Um triste dia, Malèna recebe a notícia que seu marido morreu na Guerra. Órfã e viúva, ela terá que dar conta da vida sozinha em uma cidade muito pequena, no meio da guerra. Em pouco tempo descobre que as mulheres não a ajudarão e que os homens podem até fazer alguns favores, mas em troca de sexo.
Com fome, ela sucumbe. E puta que é puta faz do ofício sua sobrevivência, certo? Então quando a cidade é tomada pela Alemanha ela continua a vender sexo a quem tem dinheiro, ou seja, aos nazistas. Mas conhecemos a História e sabemos que os alemães não ficarão lá para sempre. O que acontece quando eles saem e ela, ainda belíssima, fica, agora publicamente prostituta?
É apedrejada, chutada, espancada, tem as roupas estraçalhadas em uma das cenas mais moralmente violentas que já vi nas telas. Pelas mulheres. Nessa hora, ouvi de meu companheiro: "quem é nojento mesmo?".
Exceto pelos detalhes que levaram Malèna à prostituição de fato, acho que até agora descrevi bem o que se leu na primeira notícia sobre a aluna que foi hostilizada por usar minissaia. Naquela hora ainda sem nome, ainda sem rosto, era só uma aluna que foi com um vestido curto demais para o gosto de seus colegas e saiu escoltada pela polícia aos gritos de homens e mulheres após ameaças de estupro. Desde então há uma coleção de infâmias: a polícia dizendo que a roupa era insinuante demais, um programa vespertino discutindo se o comprimento de saia justificou ou não a hostilidade, a Uniban emitindo nota oficial falando que não houve ameaça de estupro uma vez que não houve contato físico. E hoje, a maior de todas, a que me fez escrever esse texto. A expulsão de Geisy Arruda da universidade.
“No dia da ocorrência dos fatos a aluna fez um percurso maior que o habitual aumentando sua exposição e ensejando, de forma explícita, os apelos de alunos que se manifestavam em relação à sua postura chegando inclusive a posar para fotos”, diz o comunicado, em uma forma maior e mais prolixa de dizer a palavra "puta", unindo-se ao coro dos outros estudantes.

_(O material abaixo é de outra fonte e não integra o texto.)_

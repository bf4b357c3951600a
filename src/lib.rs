//! # rs-reps
//!
//! Firmware core for a wrist-worn fitness tracker: a pedometer by default,
//! and a guided rep counter for a three-exercise workout configured from a
//! phone over WiFi.
//!
//! ## Features
//!
//! - **Hardware abstraction**: Traits for the motion sensor, toggle button, clock, and display
//! - **Rep detection**: Per-exercise threshold detectors on one accelerometer or gyroscope axis
//! - **Step counting**: Hysteresis step detector running whenever no workout is active
//! - **Session state machine**: Ready, working, resting, and completion with rest timers
//! - **Web configuration**: Form parsing and an HTTP handler shared by desktop and ESP32
//!
//! ## Architecture
//!
//! The crate is structured to allow testing on desktop without hardware:
//!
//! - `traits` - Hardware abstractions
//! - `motion` - Motion samples and axis selection
//! - `detector` / `step` - Rep and step detection
//! - `workout` - Plan types and validation
//! - `session` - Mode controller and workout state machine
//! - `device` - Cooperative control loop tying peripherals to the controller
//! - `hal` - Concrete implementations (mock for testing, esp32 for hardware)
//! - `services` - Plan inbox and configuration page handlers
//!
//! ## Example
//!
//! ```rust
//! use rs_reps::{
//!     hal::{MockButton, MockClock, MockDisplay, MockSensor},
//!     Config, Device, ExerciseSpec, ExerciseType, Mode, WorkoutPlan,
//! };
//!
//! let mut device = Device::start(
//!     MockSensor::new(),
//!     MockButton::new(),
//!     MockDisplay::new(),
//!     MockClock::new(),
//!     Config::default(),
//! )
//! .unwrap();
//!
//! // A plan arriving from the web server
//! let spec = ExerciseSpec::new(ExerciseType::Squat, 3, 12, 60).unwrap();
//! let plan = WorkoutPlan::new([spec.clone(), spec.clone(), spec]);
//!
//! let report = device.poll(Some(plan));
//! assert!(report.plan_applied);
//! assert_eq!(report.state.mode, Mode::Ready);
//! ```

#![cfg_attr(not(feature = "std"), no_std)]
#![warn(missing_docs)]

extern crate alloc;

/// Debounced toggle button.
pub mod debounce;
/// Rep detectors for each supported exercise.
pub mod detector;
/// Cooperative device loop over the hardware traits.
pub mod device;
/// Error types for plan validation, form parsing, and startup.
pub mod error;
/// Hardware abstraction layer with mock implementations for testing.
pub mod hal;
/// Motion samples from the 6-axis sensor.
pub mod motion;
/// Workout session state machine and mode controller.
pub mod session;
/// Step detection and step tally.
pub mod step;
/// Core traits for hardware abstraction.
pub mod traits;
/// Exercise types and workout plans.
pub mod workout;

/// Shared configuration system for desktop and ESP32.
pub mod config;

/// Form parsing for the configuration page.
#[cfg(feature = "std")]
pub mod parsing;

/// Plan inbox and HTTP handlers for the configuration page.
#[cfg(feature = "std")]
pub mod services;

// Re-exports for convenience
pub use debounce::Debouncer;
pub use detector::{Crossing, DetectorBank, DetectorProfile, IntervalGate, RepDetector, ThresholdDetector};
pub use device::{Device, PollReport};
pub use error::{FormError, PlanError, StartupError};
pub use motion::{Axis, Channel, MotionSample, Vector3};
pub use session::{Mode, SessionEvent, SessionState, ToggleOutcome, WorkoutController, WorkoutState};
pub use step::{StepCounter, StepDetector};
pub use traits::{ButtonInput, Clock, MotionSensor, WorkoutDisplay};
pub use workout::{ExerciseName, ExerciseSpec, ExerciseType, WorkoutPlan, PLAN_LEN};

// Config re-exports
pub use config::{Config, DeviceConfig, SessionConfig, TimingConfig, WebConfig, WifiConfig};

// Parsing re-exports
#[cfg(feature = "std")]
pub use parsing::{parse_plan_form, PlanForm};
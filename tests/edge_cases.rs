//! Edge case and boundary condition tests for plans, detectors, and timers

use rs_reps::{
    parse_plan_form, Debouncer, DetectorBank, ExerciseSpec, ExerciseType, FormError, Mode,
    MotionSample, PlanError, RepDetector, SessionEvent, StepDetector, ThresholdDetector,
    ToggleOutcome, WorkoutController, WorkoutPlan,
};

fn form(sets: &str, reps: &str, rest: &str) -> String {
    (0..3)
        .map(|i| format!("exercise{i}=0&sets{i}={sets}&reps{i}={reps}&rest{i}={rest}"))
        .collect::<Vec<_>>()
        .join("&")
}

fn curls(sets: u8, reps: u8, rest: u16) -> WorkoutPlan {
    let spec = ExerciseSpec::new(ExerciseType::BicepCurl, sets, reps, rest).unwrap();
    WorkoutPlan::new([spec.clone(), spec.clone(), spec])
}

// ============================================================================
// Plan Boundary Values
// ============================================================================

#[test]
fn sets_boundaries() {
    let new = |sets| ExerciseSpec::new(ExerciseType::Squat, sets, 10, 60);
    assert_eq!(new(0), Err(PlanError::SetsOutOfRange(0)));
    assert!(new(1).is_ok());
    assert!(new(10).is_ok());
    assert_eq!(new(11), Err(PlanError::SetsOutOfRange(11)));
}

#[test]
fn reps_boundaries() {
    let new = |reps| ExerciseSpec::new(ExerciseType::Squat, 3, reps, 60);
    assert_eq!(new(0), Err(PlanError::RepsOutOfRange(0)));
    assert!(new(1).is_ok());
    assert!(new(50).is_ok());
    assert_eq!(new(51), Err(PlanError::RepsOutOfRange(51)));
}

#[test]
fn rest_boundaries() {
    let new = |rest| ExerciseSpec::new(ExerciseType::Squat, 3, 10, rest);
    assert_eq!(new(4), Err(PlanError::RestOutOfRange(4)));
    assert!(new(5).is_ok());
    assert!(new(300).is_ok());
    assert_eq!(new(301), Err(PlanError::RestOutOfRange(301)));
}

#[test]
fn form_accepts_extreme_valid_values() {
    let plan = parse_plan_form(&form("10", "50", "300")).unwrap();
    assert_eq!(plan.total_reps(), 3 * 10 * 50);

    let plan = parse_plan_form(&form("1", "1", "5")).unwrap();
    assert_eq!(plan.total_reps(), 3);
}

#[test]
fn form_values_beyond_u8_report_submitted_value() {
    let err = parse_plan_form(&form("300", "10", "60")).unwrap_err();
    assert_eq!(
        err,
        FormError::Plan {
            slot: 0,
            error: PlanError::SetsOutOfRange(300)
        }
    );
}

#[test]
fn form_values_beyond_u16_are_invalid() {
    let err = parse_plan_form(&form("3", "10", "70000")).unwrap_err();
    assert_eq!(
        err,
        FormError::InvalidNumber {
            field: "rest",
            slot: 0
        }
    );
}

#[test]
fn form_rejects_negative_and_fractional() {
    assert!(matches!(
        parse_plan_form(&form("-1", "10", "60")),
        Err(FormError::InvalidNumber { field: "sets", .. })
    ));
    assert!(matches!(
        parse_plan_form(&form("3", "2.5", "60")),
        Err(FormError::InvalidNumber { field: "reps", .. })
    ));
}

#[test]
fn form_rejects_empty_value() {
    assert!(matches!(
        parse_plan_form(&form("3", "", "60")),
        Err(FormError::MissingField { field: "reps", slot: 0 })
    ));
}

#[test]
fn form_slot_keys_must_match_exactly() {
    // "sets0x" is not "sets0"
    let body = form("3", "10", "60").replace("sets0=", "sets0x=");
    assert!(matches!(
        parse_plan_form(&body),
        Err(FormError::MissingField { field: "sets", slot: 0 })
    ));
}

#[test]
fn empty_body_reports_first_field() {
    assert_eq!(
        parse_plan_form(""),
        Err(FormError::MissingField {
            field: "exercise",
            slot: 0
        })
    );
}

// ============================================================================
// Detector Thresholds
// ============================================================================

#[test]
fn exact_threshold_values_do_not_trigger() {
    let mut bank = DetectorBank::new();

    // Deadlift: entry > -9.0, release < -12.0
    let deadlift = bank.detector_mut(ExerciseType::Deadlift);
    assert!(!deadlift.detect(&MotionSample::accel(0.0, -9.0, 0.0), 5_000));
    assert!(!deadlift.detect(&MotionSample::accel(0.0, -12.5, 0.0), 5_100));

    // Lateral raise: entry > 100, release < -80
    let raise = bank.detector_mut(ExerciseType::LateralRaise);
    assert!(!raise.detect(&MotionSample::gyro(100.0, 0.0, 0.0), 0));
    assert!(!raise.detect(&MotionSample::gyro(-90.0, 0.0, 0.0), 10));
    assert!(!raise.detect(&MotionSample::gyro(100.5, 0.0, 0.0), 20));
    assert!(!raise.detect(&MotionSample::gyro(-80.0, 0.0, 0.0), 30));
    assert!(raise.detect(&MotionSample::gyro(-80.5, 0.0, 0.0), 40));
}

#[test]
fn gated_detectors_hold_off_right_after_boot() {
    let mut press = ThresholdDetector::shoulder_press();
    // Arm gate: 1000 ms since the boot-time fire stamp
    press.detect(&MotionSample::gyro(0.0, 3.0, 0.0), 999);
    assert!(!press.is_armed());
    press.detect(&MotionSample::gyro(0.0, 3.0, 0.0), 1_000);
    assert!(press.is_armed());
    assert!(press.detect(&MotionSample::gyro(0.0, -2.0, 0.0), 1_050));
}

#[test]
fn detectors_keep_state_across_exercises() {
    let mut bank = DetectorBank::new();
    bank.detector_mut(ExerciseType::BicepCurl)
        .detect(&MotionSample::accel(0.0, 0.0, 4.0), 0);

    // Feeding another detector leaves the curl armed
    bank.detector_mut(ExerciseType::Squat)
        .detect(&MotionSample::accel(0.0, 1.0, 0.0), 10);
    assert!(bank.detector(ExerciseType::BicepCurl).is_armed());

    bank.reset_all();
    assert!(!bank.detector(ExerciseType::BicepCurl).is_armed());
    assert!(!bank.detector(ExerciseType::Squat).is_armed());
}

// ============================================================================
// Timing Edge Cases
// ============================================================================

#[test]
fn rest_countdown_never_negative() {
    let mut c = WorkoutController::new();
    c.configure(curls(2, 1, 5), 0);
    c.toggle(0);
    c.tick(&MotionSample::accel(0.0, 0.0, 4.0), 100);
    c.tick(&MotionSample::accel(0.0, 0.0, -4.0), 110);
    assert_eq!(c.mode(), Mode::Resting);

    // Long stall between ticks
    assert_eq!(c.rest_remaining_s(60_000), Some(0));
    assert_eq!(c.state(60_000).rest_remaining_s, 0);
    assert_eq!(c.tick(&MotionSample::default(), 60_000), SessionEvent::RestFinished);
}

#[test]
fn clock_behind_rest_start_saturates() {
    let mut c = WorkoutController::new();
    c.configure(curls(2, 1, 5), 0);
    c.toggle(0);
    c.tick(&MotionSample::accel(0.0, 0.0, 4.0), 1_000);
    c.tick(&MotionSample::accel(0.0, 0.0, -4.0), 1_010);

    assert_eq!(c.rest_remaining_s(500), Some(5));
    assert_eq!(c.tick(&MotionSample::default(), 500), SessionEvent::None);
}

#[test]
fn timestamps_near_u64_max() {
    let mut steps = StepDetector::new();
    let late = u64::MAX - 1_000;
    assert!(steps.update(&MotionSample::accel(0.0, -5.0, 0.0), late));
    steps.update(&MotionSample::accel(0.0, -10.0, 0.0), late + 100);
    assert!(!steps.update(&MotionSample::accel(0.0, -5.0, 0.0), late + 200));
    assert!(steps.update(&MotionSample::accel(0.0, -5.0, 0.0), late + 300));
}

#[test]
fn debounce_window_is_strict() {
    let mut button = Debouncer::active_low(250);
    assert!(!button.update(false, 1_000));
    assert!(!button.update(false, 1_250));
    assert!(button.update(false, 1_251));
}

// ============================================================================
// Mode Controller No-ops
// ============================================================================

#[test]
fn toggles_ignored_in_timer_modes() {
    let mut c = WorkoutController::new();
    c.configure(curls(1, 1, 5), 0);
    c.toggle(0);

    let mut t = 100;
    for _ in 0..2 {
        c.tick(&MotionSample::accel(0.0, 0.0, 4.0), t);
        c.tick(&MotionSample::accel(0.0, 0.0, -4.0), t + 10);
        t += 6_000;
        c.tick(&MotionSample::default(), t);
        t += 100;
    }
    c.tick(&MotionSample::accel(0.0, 0.0, 4.0), t);
    c.tick(&MotionSample::accel(0.0, 0.0, -4.0), t + 10);
    assert_eq!(c.mode(), Mode::Complete);

    assert_eq!(c.toggle(t + 100), ToggleOutcome::Ignored);
    assert_eq!(c.mode(), Mode::Complete);
}

#[test]
fn ready_ignores_motion() {
    let mut c = WorkoutController::new();
    c.configure(curls(1, 1, 5), 0);
    assert_eq!(
        c.tick(&MotionSample::accel(0.0, -5.0, 0.0), 1_000),
        SessionEvent::None
    );
    assert_eq!(c.steps(), 0);
    assert_eq!(c.mode(), Mode::Ready);
}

Expulsa. Tal como Malèna, após ser violentada duas vezes, uma pelos homens, outra pelas mulheres. A personagem italiana, ao menos, teve sua história contada sob a ótica carinhosa e romântica de um adolescente apaixonado, em um roteiro bem escrito e armado. Geisy ainda vê a sua infeliz paródia se desenrolar, sem nenhum poder para modificar uma linha, apagar um parágrafo ou amenizar algum enfoque. Nada de romantismo. Nada de carinho. Quando muito, conta com a perplexidade de alguns, como a do MEC e a da Ministra da Secretaria Especial de Políticas para as Mulheres.
Malèna, por fim, conseguiu voltar para a cidade, de cabeça erguida. Seu marido, afinal, não havia morrido e, ao chegar em casa e não encontrá-la, soube por uma carta do sempre apaixonado adolescente, do que houve. Ele foi buscá-la, protegê-la.
Já me perguntei algumas vezes se, caso Geisy tivesse um namorado na Uniban, alguém levantaria a voz para ela, apontaria o dedo e a chamaria de puta. Provavelmente falariam, sim, mas pelas costas. Ela seria a puta, ele seria o corno, mas o casal permaneceria lá, até a formatura.
Com essa questão respondida na minha cabeça, ainda não decidi o que é mais triste: uma mulher ser hostilizada pelas roupas "inadequadas" ou ela só conseguir levar a vida normalmente se tiver um macho a seu lado.